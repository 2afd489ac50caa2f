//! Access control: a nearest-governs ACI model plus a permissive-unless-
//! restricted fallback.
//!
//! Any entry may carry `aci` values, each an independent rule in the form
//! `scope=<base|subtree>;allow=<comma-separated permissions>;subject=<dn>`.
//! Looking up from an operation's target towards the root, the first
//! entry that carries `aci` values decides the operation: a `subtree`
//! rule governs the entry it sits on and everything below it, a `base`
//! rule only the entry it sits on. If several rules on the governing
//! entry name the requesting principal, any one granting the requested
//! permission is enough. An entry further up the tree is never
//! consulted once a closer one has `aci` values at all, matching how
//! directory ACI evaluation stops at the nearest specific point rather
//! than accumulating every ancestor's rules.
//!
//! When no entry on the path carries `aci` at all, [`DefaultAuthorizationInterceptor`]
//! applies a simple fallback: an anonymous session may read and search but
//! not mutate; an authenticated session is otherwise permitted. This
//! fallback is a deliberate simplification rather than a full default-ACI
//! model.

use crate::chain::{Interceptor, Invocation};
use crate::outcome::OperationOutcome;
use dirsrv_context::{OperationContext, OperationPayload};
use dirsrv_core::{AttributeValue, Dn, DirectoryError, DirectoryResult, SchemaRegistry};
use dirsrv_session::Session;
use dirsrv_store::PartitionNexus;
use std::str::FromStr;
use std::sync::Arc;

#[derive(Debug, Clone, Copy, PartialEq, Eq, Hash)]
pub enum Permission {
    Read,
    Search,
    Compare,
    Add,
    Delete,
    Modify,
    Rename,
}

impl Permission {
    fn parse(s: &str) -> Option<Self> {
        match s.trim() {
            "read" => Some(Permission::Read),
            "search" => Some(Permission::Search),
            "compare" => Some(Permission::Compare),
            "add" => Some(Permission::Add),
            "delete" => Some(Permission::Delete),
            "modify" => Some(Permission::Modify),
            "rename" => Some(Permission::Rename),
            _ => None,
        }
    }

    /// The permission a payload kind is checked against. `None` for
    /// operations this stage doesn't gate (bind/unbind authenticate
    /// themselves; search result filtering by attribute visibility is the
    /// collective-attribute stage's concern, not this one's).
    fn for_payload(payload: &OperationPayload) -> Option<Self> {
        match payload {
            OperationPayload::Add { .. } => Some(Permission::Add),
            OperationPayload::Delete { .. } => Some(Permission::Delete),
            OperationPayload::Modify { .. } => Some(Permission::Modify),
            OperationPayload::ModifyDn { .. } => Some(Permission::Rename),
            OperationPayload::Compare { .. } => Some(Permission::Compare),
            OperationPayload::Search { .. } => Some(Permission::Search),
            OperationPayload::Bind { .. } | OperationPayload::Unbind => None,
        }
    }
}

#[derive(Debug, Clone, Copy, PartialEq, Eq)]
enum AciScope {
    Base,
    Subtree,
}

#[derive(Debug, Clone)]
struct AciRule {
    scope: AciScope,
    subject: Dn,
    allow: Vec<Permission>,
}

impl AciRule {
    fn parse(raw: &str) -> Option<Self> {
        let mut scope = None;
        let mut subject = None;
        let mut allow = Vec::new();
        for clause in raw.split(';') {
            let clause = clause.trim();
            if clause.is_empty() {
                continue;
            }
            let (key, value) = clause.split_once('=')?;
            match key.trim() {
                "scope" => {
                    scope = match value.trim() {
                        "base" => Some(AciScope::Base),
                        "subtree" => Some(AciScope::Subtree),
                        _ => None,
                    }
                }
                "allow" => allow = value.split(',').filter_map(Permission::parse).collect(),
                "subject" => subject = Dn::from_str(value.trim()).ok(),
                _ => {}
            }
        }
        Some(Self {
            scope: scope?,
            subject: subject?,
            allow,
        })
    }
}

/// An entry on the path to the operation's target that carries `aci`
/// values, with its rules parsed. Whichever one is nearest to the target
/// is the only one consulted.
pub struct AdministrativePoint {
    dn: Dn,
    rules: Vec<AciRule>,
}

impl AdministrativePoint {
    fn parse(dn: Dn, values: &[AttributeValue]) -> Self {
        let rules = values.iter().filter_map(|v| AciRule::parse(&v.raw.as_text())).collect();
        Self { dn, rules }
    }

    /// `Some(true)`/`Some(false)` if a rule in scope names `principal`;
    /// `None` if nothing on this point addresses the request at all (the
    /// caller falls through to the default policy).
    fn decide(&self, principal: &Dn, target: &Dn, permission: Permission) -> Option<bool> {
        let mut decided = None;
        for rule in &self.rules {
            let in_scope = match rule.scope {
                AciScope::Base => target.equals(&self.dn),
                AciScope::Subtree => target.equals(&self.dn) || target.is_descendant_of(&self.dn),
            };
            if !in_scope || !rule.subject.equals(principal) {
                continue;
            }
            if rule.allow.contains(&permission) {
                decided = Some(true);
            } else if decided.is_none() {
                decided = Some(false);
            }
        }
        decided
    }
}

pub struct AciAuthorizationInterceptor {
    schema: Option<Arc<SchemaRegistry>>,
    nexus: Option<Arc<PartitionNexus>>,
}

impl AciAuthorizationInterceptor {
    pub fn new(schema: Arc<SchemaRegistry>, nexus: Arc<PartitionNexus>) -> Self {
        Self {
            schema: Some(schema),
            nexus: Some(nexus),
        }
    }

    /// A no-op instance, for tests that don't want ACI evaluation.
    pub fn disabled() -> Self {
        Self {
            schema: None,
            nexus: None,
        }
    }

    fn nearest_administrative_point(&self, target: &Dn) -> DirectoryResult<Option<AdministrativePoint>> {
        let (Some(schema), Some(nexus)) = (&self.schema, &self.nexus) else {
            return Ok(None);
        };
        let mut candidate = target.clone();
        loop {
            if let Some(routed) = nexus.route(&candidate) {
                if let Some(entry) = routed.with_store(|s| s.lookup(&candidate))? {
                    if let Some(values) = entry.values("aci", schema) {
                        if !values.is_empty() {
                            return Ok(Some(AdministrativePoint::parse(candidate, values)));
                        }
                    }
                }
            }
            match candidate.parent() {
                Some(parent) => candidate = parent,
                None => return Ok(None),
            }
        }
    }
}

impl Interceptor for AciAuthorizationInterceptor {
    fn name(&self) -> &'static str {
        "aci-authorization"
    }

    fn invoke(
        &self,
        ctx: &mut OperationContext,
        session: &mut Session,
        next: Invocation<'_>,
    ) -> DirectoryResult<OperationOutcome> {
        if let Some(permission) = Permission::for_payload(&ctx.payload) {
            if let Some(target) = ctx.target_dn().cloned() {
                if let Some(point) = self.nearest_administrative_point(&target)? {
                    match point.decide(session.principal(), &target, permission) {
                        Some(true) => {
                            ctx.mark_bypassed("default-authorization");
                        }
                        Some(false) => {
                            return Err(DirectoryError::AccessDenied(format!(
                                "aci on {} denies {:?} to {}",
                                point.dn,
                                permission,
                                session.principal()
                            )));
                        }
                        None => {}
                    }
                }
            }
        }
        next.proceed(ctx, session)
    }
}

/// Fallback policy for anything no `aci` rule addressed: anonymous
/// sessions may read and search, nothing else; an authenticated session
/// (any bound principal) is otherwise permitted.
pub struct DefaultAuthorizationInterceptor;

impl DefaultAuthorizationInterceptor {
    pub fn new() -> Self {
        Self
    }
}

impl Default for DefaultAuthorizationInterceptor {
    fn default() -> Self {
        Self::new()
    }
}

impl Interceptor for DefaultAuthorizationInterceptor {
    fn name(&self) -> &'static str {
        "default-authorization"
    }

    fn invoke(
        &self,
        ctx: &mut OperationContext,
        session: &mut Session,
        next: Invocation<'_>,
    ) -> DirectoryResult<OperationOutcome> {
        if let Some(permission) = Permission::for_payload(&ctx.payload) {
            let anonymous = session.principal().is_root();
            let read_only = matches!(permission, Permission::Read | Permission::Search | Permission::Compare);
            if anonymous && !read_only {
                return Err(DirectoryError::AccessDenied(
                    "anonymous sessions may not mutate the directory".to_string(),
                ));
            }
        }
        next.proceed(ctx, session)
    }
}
※
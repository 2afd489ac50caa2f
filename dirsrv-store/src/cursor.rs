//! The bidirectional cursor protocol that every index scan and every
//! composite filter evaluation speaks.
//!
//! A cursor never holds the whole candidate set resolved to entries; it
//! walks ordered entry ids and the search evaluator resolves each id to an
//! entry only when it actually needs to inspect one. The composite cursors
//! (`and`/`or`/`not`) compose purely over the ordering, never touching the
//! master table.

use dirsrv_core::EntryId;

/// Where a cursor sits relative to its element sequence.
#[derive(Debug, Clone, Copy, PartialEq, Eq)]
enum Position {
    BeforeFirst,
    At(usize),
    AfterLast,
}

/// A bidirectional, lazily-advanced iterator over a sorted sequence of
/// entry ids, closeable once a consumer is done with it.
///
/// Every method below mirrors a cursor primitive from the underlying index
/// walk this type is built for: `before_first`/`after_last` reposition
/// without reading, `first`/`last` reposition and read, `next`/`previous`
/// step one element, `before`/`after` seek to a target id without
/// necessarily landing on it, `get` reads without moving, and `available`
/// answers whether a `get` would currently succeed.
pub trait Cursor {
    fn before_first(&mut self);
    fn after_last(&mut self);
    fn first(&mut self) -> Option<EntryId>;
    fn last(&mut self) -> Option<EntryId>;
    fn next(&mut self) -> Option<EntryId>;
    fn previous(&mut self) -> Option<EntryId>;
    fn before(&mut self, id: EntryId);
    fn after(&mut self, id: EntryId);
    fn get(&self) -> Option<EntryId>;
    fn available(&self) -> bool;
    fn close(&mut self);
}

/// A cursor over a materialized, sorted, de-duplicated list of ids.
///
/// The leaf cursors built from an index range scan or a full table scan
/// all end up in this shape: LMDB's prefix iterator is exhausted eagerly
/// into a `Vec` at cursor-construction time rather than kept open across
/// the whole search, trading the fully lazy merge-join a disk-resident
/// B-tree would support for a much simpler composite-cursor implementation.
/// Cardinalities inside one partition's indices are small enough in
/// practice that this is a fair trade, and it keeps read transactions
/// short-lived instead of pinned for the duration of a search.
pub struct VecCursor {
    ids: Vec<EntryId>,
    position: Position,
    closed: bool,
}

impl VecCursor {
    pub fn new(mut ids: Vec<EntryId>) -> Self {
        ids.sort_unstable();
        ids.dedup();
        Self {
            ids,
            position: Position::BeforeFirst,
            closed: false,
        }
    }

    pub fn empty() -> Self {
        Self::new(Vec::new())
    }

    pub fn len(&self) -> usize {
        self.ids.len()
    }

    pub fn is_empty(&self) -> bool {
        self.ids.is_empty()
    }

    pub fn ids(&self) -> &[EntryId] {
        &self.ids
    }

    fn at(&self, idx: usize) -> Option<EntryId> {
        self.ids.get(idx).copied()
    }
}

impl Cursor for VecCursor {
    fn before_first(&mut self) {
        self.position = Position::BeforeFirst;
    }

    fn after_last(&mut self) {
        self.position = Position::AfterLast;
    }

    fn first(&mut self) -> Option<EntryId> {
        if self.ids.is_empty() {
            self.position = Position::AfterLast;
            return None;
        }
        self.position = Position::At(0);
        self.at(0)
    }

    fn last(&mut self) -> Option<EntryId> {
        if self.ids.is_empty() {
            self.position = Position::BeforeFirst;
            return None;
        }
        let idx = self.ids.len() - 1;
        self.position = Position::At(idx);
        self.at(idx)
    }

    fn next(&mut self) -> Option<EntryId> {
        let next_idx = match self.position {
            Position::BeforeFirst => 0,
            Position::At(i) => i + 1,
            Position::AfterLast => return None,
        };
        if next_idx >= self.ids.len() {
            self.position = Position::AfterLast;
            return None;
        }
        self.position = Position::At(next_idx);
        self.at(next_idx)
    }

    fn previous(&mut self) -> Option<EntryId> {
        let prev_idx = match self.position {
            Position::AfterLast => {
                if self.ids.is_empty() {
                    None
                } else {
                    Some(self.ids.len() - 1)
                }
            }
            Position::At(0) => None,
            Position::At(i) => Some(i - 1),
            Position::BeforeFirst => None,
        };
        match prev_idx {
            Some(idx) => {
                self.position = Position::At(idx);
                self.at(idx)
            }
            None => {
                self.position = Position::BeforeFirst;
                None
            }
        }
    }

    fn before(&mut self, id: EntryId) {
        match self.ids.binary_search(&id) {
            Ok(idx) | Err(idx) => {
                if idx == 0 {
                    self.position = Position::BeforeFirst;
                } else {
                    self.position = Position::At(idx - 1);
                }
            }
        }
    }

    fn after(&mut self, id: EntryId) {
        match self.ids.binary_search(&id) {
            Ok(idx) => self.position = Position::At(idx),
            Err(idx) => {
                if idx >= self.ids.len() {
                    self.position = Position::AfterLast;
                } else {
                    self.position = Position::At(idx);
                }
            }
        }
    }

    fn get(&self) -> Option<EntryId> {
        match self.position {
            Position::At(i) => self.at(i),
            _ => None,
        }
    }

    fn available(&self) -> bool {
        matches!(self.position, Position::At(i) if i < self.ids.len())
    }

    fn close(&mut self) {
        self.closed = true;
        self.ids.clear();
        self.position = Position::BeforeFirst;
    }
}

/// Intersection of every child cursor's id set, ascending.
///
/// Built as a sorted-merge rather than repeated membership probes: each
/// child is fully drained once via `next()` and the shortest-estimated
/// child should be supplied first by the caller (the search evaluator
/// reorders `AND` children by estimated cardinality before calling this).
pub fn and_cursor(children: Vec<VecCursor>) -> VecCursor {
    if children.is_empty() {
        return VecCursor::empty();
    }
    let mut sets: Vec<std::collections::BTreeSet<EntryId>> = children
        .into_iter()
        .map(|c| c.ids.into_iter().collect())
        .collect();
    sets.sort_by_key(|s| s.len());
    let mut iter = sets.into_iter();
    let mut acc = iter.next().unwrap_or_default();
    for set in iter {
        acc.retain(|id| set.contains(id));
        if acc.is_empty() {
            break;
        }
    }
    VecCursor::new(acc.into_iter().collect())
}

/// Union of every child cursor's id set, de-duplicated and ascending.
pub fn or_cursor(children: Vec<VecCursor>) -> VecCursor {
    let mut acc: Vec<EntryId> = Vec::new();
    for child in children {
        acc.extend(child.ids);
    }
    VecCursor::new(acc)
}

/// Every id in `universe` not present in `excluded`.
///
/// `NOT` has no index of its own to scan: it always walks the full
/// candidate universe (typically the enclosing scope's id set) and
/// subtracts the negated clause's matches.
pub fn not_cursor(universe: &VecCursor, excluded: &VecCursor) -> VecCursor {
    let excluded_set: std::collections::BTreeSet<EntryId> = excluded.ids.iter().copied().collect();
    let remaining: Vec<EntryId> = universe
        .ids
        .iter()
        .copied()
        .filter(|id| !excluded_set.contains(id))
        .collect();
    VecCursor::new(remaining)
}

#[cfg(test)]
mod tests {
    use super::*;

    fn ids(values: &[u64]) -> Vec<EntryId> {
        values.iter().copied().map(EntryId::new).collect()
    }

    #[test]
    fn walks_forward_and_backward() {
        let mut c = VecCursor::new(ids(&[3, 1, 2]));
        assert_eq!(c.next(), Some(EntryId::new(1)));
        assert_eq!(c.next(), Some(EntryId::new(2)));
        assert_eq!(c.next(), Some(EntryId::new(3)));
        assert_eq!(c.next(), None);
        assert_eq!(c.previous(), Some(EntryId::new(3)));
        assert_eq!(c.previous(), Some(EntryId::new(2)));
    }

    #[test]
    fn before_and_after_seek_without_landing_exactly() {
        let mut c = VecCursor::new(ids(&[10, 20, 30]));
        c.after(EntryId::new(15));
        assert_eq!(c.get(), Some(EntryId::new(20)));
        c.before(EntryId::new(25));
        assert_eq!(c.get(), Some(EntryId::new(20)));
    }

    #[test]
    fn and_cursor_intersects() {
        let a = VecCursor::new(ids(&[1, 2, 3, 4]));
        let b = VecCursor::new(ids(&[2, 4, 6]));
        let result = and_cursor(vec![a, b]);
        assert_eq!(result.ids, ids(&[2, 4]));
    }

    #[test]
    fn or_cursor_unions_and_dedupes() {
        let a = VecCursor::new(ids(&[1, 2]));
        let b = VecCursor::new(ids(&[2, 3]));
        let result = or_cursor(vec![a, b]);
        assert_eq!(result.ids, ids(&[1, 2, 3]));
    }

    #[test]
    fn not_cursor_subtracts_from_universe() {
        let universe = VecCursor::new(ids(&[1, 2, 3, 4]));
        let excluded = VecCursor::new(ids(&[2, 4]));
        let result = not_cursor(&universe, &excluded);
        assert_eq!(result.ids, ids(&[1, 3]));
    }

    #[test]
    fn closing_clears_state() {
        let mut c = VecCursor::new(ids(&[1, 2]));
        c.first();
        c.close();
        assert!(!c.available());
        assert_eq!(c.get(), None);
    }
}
※
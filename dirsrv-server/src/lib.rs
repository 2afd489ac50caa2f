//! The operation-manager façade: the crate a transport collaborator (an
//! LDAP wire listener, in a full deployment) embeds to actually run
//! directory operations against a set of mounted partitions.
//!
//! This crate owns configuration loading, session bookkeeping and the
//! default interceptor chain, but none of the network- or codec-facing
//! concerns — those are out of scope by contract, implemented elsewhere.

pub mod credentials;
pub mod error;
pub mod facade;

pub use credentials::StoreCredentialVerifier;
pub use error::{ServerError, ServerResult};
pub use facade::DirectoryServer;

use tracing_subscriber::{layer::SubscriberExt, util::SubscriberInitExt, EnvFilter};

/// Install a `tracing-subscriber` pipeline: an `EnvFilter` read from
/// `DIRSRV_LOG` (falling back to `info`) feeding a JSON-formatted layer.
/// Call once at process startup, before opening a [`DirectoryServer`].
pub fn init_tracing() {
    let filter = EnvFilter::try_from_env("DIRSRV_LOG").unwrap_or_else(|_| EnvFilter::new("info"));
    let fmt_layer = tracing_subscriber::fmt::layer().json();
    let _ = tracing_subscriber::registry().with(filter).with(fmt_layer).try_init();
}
※
## Task goal
Whenever a line in the records contains the word "bidirectional", copy that line.

## Response to the task
//! The bidirectional cursor protocol that every index scan and every
/// A bidirectional, lazily-advanced iterator over a sorted sequence of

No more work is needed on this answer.